Your goal:
Scan the material for the word "given", and copy each line where it shows up.

Data for this exercise:

//! `genapi` command line: finds the configuration, resolves each pipeline and
//! runs it, one run per server entry.

use clap::Parser;
use std::path::PathBuf;
use tracing::{debug, error, info};
use tracing_subscriber::EnvFilter;
use tracing_subscriber::prelude::*;

use genapi_core::config::{InputOption, find_config, load_config};
use genapi_core::{Config, ConfigRead, DefineConfig, Error, Resolver, Result, run_define};

/// Environment variable holding the log level or a full filter spec.
pub const LOG_ENV: &str = "GENAPI_LOG";

/// Command-line arguments of `genapi`.
#[derive(Parser, Debug, Clone, Default)]
#[command(
    name = "genapi",
    version,
    about = "Generate typed API clients from Swagger / OpenAPI descriptions"
)]
pub struct Cli {
    /// Configuration file (TOML, JSON or YAML). Defaults to genapi.config.* in the working directory.
    #[arg(long, short = 'c', value_name = "FILE")]
    pub config: Option<PathBuf>,
    /// Pipeline name or manifest path; overrides the configuration.
    #[arg(long, short = 'p', value_name = "ID")]
    pub pipeline: Option<String>,
    /// API description URI or path; overrides the configuration.
    #[arg(long, short = 'i', value_name = "URI")]
    pub input: Option<String>,
    /// Primary output file; overrides the configuration.
    #[arg(long, short = 'o', value_name = "FILE")]
    pub output: Option<String>,
    /// Working directory to run in.
    #[arg(long, value_name = "DIR")]
    pub cwd: Option<PathBuf>,
}

/// Parses `args`, runs every configured pipeline and returns the exit code.
pub fn run_cli(args: Vec<String>) -> i32 {
    let cli = match Cli::try_parse_from(args) {
        Ok(cli) => cli,
        Err(e) => {
            let code = e.exit_code();
            let _ = e.print();
            return code;
        }
    };
    init_tracing();

    if let Some(dir) = &cli.cwd
        && let Err(err) = std::env::set_current_dir(dir)
    {
        eprintln!("{}", Error::io(dir, err));
        return 1;
    }

    let runtime = match tokio::runtime::Builder::new_multi_thread()
        .enable_all()
        .build()
    {
        Ok(runtime) => runtime,
        Err(err) => {
            eprintln!("Failed to create tokio runtime: {err}");
            return 1;
        }
    };
    let resolver = match genapi_pipeline::resolver() {
        Ok(resolver) => resolver,
        Err(err) => {
            eprintln!("{err}");
            return 1;
        }
    };
    runtime.block_on(run(&cli, resolver))
}

/// Runs the configuration `cli` describes against `resolver`.
pub async fn run(cli: &Cli, resolver: &Resolver) -> i32 {
    let define = match load_define(cli) {
        Ok(define) => define,
        Err(err) => {
            eprintln!("{err}");
            return 1;
        }
    };

    let mut failed = 0;
    for (index, result) in run_define(resolver, define).await.into_iter().enumerate() {
        match result {
            Ok(record) => report(&record),
            Err(err) => {
                error!(server = index, error = %err, "Pipeline run failed.");
                eprintln!("{err}");
                failed += 1;
            }
        }
    }
    i32::from(failed > 0)
}

fn report(record: &ConfigRead) {
    for output in &record.outputs {
        if output.code().is_some() {
            println!("{} {}", output.kind, output.path.display());
        }
    }
    info!(
        functions = record.graphs.functions.len(),
        outputs = record.outputs.len(),
        "Pipeline run finished."
    );
}

/// The configuration to run: the given or discovered file with command-line
/// overrides applied, or one built from the overrides alone.
pub fn load_define(cli: &Cli) -> Result<DefineConfig> {
    let path = match &cli.config {
        Some(path) => Some(path.clone()),
        None => std::env::current_dir()
            .ok()
            .and_then(|dir| find_config(&dir)),
    };

    let define = match path {
        Some(path) => {
            debug!(path = %path.display(), "Loading configuration.");
            load_config(&path)?
        }
        None if cli.input.is_some() => DefineConfig::Single(Config::default()),
        None => {
            return Err(Error::Config(format!(
                "no configuration file found and no --input given (looked for {})",
                genapi_core::config::CONFIG_FILE_NAMES.join(", ")
            )));
        }
    };
    apply_overrides(define, cli)
}

fn apply_overrides(define: DefineConfig, cli: &Cli) -> Result<DefineConfig> {
    match define {
        DefineConfig::Single(mut config) => {
            if let Some(input) = &cli.input {
                config.input = Some(InputOption::Uri(input.clone()));
            }
            if let Some(output) = &cli.output {
                config.output.main = Some(output.clone());
            }
            if let Some(pipeline) = &cli.pipeline {
                config.pipeline = Some(pipeline.clone());
            }
            Ok(DefineConfig::Single(config))
        }
        DefineConfig::Servers(mut servers) => {
            if cli.input.is_some() || cli.output.is_some() {
                return Err(Error::Config(
                    "--input and --output cannot be used with a multi-server configuration".into(),
                ));
            }
            if let Some(pipeline) = &cli.pipeline {
                servers.pipeline = Some(pipeline.clone());
                for server in &mut servers.servers {
                    server.pipeline = Some(pipeline.clone());
                }
            }
            Ok(DefineConfig::Servers(servers))
        }
    }
}

fn init_tracing() {
    // GENAPI_LOG is either a plain level ("debug") applied to the genapi crates
    // or a full filter spec like "genapi_core=trace,reqwest=debug".
    let filter = match std::env::var(LOG_ENV) {
        Ok(level) if is_plain_level(&level) => genapi_filter(&level),
        Ok(spec) => spec,
        Err(_) => genapi_filter("info"),
    };

    let fmt_layer = tracing_subscriber::fmt::layer()
        .with_writer(std::io::stderr)
        .with_target(true)
        .with_filter(EnvFilter::new(filter));

    if tracing_subscriber::registry()
        .with(fmt_layer)
        .try_init()
        .is_err()
    {
        eprintln!("Warning: tracing subscriber already initialized");
    }
}

fn genapi_filter(level: &str) -> String {
    ["genapi_cli", "genapi_core", "genapi_pipeline"]
        .iter()
        .map(|target| format!("{target}={level}"))
        .collect::<Vec<_>>()
        .join(",")
}

fn is_plain_level(s: &str) -> bool {
    matches!(
        s.to_ascii_lowercase().as_str(),
        "trace" | "debug" | "info" | "warn" | "error"
    )
}

#[cfg(test)]
#[allow(clippy::unwrap_used)]
mod tests {
    use super::*;
    use genapi_core::Inputs;
    use serde_json::json;
    use std::sync::Arc;

    fn cli(args: &[&str]) -> Cli {
        Cli::try_parse_from(std::iter::once("genapi").chain(args.iter().copied())).unwrap()
    }

    #[test]
    fn test_argument_errors_exit_with_two() {
        assert_eq!(run_cli(vec!["genapi".into(), "--no-such-flag".into()]), 2);
    }

    #[test]
    fn test_overrides_replace_file_values() {
        let dir = tempfile::tempdir().unwrap();
        let path = dir.path().join("genapi.config.json");
        std::fs::write(
            &path,
            r#"{ "input": "a.json", "output": { "main": "a.ts" }, "pipeline": "swag-axios-ts" }"#,
        )
        .unwrap();
        let path = path.to_string_lossy().into_owned();

        let define = load_define(&cli(&[
            "--config", &path, "--input", "b.json", "--pipeline", "swag-fetch-ts",
        ]))
        .unwrap();
        let DefineConfig::Single(config) = define else {
            unreachable!("expected a single configuration");
        };
        assert_eq!(config.inputs().unwrap(), Inputs::Uri("b.json".into()));
        assert_eq!(config.output.main.as_deref(), Some("a.ts"));
        assert_eq!(config.pipeline_id(), "swag-fetch-ts");
    }

    #[test]
    fn test_servers_reject_input_override() {
        let dir = tempfile::tempdir().unwrap();
        let path = dir.path().join("servers.yaml");
        std::fs::write(&path, "servers:\n  - input: a.json\n  - input: b.json\n").unwrap();
        let path = path.to_string_lossy().into_owned();

        let err = load_define(&cli(&["--config", &path, "--input", "c.json"])).unwrap_err();
        assert!(matches!(err, Error::Config(_)));

        let define = load_define(&cli(&["--config", &path, "--pipeline", "local"])).unwrap();
        assert!(
            define
                .into_configs()
                .iter()
                .all(|config| config.pipeline_id() == "local")
        );
    }

    #[tokio::test]
    async fn test_run_generates_files_from_local_description() {
        let dir = tempfile::tempdir().unwrap();
        let spec = dir.path().join("spec.json");
        std::fs::write(
            &spec,
            json!({
                "openapi": "3.0.0",
                "paths": {
                    "/health": { "get": { "operationId": "health", "responses": { "204": {} } } }
                }
            })
            .to_string(),
        )
        .unwrap();
        let main = dir.path().join("client/index.ts");
        let resolver = Resolver::new(Arc::new(genapi_pipeline::builtin_registry().unwrap()))
            .with_cwd(dir.path());

        let args = cli(&[
            "--input",
            &spec.to_string_lossy(),
            "--output",
            &main.to_string_lossy(),
            "--config",
            &dir.path().join("missing.toml").to_string_lossy(),
        ]);
        // an explicit but missing configuration file is an error
        assert_eq!(run(&args, &resolver).await, 1);

        let args = Cli {
            config: None,
            ..args
        };
        assert_eq!(run(&args, &resolver).await, 0);
        assert!(main.exists());
        assert!(dir.path().join("client/index.type.ts").exists());
    }

    #[tokio::test]
    async fn test_unknown_pipeline_fails_the_run() {
        let dir = tempfile::tempdir().unwrap();
        let config = dir.path().join("genapi.config.toml");
        std::fs::write(&config, "input = \"spec.json\"\npipeline = \"does-not-exist\"\n").unwrap();
        let resolver = Resolver::new(Arc::new(genapi_pipeline::builtin_registry().unwrap()))
            .with_cwd(dir.path());

        let args = cli(&["--config", &config.to_string_lossy()]);
        assert_eq!(run(&args, &resolver).await, 1);
    }

    #[test]
    fn test_log_filter() {
        assert!(is_plain_level("DEBUG"));
        assert!(!is_plain_level("genapi_core=trace"));
        assert_eq!(
            genapi_filter("warn"),
            "genapi_cli=warn,genapi_core=warn,genapi_pipeline=warn"
        );
    }
}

Response to the exercise:
/// The configuration to run: the given or discovered file with command-line
                "no configuration file found and no --input given (looked for {})",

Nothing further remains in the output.